§ **The problem**
Determine how many lines in the entries below hold "return". Respond with that number only.

Saved entries:
★ ★ ★
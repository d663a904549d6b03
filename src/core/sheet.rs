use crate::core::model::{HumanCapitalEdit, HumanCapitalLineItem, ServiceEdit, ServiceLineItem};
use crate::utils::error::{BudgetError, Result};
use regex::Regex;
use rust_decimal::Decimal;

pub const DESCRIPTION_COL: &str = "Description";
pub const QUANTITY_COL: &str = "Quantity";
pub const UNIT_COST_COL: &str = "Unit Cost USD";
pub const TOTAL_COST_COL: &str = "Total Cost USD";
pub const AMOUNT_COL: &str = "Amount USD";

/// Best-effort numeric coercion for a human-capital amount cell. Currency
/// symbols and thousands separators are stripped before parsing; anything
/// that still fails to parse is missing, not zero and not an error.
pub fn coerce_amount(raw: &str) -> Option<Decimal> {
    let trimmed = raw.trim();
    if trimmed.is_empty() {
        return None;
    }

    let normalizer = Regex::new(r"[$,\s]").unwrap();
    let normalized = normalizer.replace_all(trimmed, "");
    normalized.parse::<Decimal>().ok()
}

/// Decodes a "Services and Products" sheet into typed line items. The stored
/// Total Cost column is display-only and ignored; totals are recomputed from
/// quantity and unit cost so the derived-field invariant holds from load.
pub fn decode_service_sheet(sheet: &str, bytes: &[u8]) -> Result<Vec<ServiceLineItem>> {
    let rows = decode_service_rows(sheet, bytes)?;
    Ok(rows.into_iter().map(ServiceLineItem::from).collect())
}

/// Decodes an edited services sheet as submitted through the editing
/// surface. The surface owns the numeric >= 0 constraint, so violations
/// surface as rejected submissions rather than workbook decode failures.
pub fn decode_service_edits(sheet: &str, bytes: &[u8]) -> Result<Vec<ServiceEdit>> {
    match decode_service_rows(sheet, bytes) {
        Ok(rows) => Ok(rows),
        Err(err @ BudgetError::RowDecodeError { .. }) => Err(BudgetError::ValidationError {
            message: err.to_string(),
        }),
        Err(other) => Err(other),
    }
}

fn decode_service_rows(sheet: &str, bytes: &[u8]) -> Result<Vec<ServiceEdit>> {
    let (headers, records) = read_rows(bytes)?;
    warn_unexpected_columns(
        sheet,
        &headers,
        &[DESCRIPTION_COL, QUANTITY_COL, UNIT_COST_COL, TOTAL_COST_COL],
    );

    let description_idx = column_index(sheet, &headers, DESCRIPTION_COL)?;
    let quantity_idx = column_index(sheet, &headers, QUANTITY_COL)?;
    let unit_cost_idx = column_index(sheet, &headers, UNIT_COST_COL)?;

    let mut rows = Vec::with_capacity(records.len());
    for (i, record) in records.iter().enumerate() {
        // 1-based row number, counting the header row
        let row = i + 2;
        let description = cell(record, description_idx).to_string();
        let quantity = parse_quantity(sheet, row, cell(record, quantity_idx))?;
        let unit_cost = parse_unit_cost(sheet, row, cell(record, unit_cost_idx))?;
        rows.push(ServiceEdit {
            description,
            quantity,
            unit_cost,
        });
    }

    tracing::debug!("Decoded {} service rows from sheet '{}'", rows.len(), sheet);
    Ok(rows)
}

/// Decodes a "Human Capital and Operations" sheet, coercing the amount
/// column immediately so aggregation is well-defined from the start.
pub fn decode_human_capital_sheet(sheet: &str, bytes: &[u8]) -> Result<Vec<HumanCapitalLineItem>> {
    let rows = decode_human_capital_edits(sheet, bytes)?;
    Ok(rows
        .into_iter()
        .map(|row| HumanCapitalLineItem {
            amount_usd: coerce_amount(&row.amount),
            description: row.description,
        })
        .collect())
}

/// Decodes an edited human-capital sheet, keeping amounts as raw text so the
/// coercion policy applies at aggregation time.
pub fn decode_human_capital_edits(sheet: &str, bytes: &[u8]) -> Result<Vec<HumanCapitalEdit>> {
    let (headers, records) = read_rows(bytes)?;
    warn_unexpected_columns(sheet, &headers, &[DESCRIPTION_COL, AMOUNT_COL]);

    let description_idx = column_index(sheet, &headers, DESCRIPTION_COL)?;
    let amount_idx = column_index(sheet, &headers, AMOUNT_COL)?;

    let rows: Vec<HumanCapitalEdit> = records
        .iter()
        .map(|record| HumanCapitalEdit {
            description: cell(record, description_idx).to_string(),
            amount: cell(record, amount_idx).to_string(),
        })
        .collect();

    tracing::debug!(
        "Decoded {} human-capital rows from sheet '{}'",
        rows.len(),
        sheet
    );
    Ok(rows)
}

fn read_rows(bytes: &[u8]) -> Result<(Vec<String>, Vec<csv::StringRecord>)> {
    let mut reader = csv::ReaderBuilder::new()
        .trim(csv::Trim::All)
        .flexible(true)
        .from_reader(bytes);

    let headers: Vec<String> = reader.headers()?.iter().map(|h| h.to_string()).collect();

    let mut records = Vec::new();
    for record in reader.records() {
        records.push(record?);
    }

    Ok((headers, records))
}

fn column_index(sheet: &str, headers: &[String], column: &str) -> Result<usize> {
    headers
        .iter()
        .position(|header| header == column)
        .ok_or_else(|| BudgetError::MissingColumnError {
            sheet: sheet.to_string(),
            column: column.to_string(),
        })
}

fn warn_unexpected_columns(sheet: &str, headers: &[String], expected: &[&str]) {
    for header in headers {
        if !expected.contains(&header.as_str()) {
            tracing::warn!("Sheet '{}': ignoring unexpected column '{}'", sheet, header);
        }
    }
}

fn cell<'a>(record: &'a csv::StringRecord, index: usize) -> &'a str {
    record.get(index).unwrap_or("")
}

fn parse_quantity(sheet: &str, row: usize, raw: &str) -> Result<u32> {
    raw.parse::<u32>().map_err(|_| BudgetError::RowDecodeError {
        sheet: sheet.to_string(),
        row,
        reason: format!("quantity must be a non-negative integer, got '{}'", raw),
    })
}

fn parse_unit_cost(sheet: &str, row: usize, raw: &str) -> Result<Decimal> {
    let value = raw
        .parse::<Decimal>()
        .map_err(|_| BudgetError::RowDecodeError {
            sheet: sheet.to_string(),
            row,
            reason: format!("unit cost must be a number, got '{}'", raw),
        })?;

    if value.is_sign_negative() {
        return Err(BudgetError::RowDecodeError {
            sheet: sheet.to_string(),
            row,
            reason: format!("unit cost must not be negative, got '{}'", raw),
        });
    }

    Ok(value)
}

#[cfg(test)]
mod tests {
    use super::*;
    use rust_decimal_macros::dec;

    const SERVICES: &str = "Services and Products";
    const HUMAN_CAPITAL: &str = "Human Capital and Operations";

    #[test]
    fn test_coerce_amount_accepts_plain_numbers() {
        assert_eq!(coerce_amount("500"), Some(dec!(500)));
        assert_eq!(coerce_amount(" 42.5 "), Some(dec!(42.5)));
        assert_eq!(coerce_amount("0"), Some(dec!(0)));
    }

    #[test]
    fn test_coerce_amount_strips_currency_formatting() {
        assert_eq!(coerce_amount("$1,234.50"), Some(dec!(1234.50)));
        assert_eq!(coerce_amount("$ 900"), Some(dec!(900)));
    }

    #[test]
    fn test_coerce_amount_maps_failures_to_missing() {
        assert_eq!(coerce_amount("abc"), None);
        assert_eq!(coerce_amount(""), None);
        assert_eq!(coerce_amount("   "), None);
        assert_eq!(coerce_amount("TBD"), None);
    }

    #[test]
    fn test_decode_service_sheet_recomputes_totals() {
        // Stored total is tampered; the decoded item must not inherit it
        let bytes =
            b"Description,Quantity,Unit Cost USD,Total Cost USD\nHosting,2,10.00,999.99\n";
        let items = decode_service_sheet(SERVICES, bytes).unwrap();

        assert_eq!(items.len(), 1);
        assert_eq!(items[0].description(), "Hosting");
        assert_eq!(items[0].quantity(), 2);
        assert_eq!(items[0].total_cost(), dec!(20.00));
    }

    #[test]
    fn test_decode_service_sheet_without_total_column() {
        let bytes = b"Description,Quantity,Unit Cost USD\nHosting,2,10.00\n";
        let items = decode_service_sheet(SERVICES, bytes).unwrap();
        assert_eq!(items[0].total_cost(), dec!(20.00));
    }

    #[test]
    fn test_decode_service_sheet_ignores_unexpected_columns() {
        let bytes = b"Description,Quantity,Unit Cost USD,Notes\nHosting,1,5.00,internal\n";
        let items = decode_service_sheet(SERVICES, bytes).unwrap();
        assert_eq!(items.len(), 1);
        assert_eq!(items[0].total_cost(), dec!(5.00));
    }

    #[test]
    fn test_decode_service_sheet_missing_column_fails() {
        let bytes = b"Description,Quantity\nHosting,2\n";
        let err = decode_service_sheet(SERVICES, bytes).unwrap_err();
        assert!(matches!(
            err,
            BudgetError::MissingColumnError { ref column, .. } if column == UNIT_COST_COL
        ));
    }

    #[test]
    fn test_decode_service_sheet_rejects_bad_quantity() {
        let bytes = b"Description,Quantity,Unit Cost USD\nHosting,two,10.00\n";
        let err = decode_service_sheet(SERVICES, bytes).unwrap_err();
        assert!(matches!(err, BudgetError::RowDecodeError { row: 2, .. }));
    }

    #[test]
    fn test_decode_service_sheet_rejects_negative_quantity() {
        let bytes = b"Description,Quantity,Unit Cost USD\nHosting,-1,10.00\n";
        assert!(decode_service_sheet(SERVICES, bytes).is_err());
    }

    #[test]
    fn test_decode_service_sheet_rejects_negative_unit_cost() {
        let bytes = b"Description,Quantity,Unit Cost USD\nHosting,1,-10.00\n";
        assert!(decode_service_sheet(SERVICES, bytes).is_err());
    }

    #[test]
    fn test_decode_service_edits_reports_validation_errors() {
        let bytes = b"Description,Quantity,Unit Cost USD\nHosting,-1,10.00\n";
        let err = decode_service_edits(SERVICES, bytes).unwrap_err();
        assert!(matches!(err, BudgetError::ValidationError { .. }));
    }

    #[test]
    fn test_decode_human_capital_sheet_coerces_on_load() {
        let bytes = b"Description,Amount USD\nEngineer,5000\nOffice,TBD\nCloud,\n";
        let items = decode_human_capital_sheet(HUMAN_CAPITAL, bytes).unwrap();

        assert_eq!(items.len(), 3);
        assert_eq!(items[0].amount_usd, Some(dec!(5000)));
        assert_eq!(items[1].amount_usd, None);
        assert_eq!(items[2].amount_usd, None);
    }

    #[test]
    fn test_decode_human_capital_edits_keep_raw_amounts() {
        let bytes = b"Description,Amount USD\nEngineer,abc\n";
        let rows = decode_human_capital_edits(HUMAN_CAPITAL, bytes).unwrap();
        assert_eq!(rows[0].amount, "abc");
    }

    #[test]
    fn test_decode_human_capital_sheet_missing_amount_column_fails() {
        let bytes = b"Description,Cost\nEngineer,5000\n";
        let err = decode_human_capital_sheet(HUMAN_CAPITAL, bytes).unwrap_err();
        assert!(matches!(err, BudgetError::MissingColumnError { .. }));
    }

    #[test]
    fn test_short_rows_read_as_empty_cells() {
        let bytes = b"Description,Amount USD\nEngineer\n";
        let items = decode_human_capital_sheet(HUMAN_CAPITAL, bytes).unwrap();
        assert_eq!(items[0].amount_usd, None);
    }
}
★ ★ ★
§ **Result**
2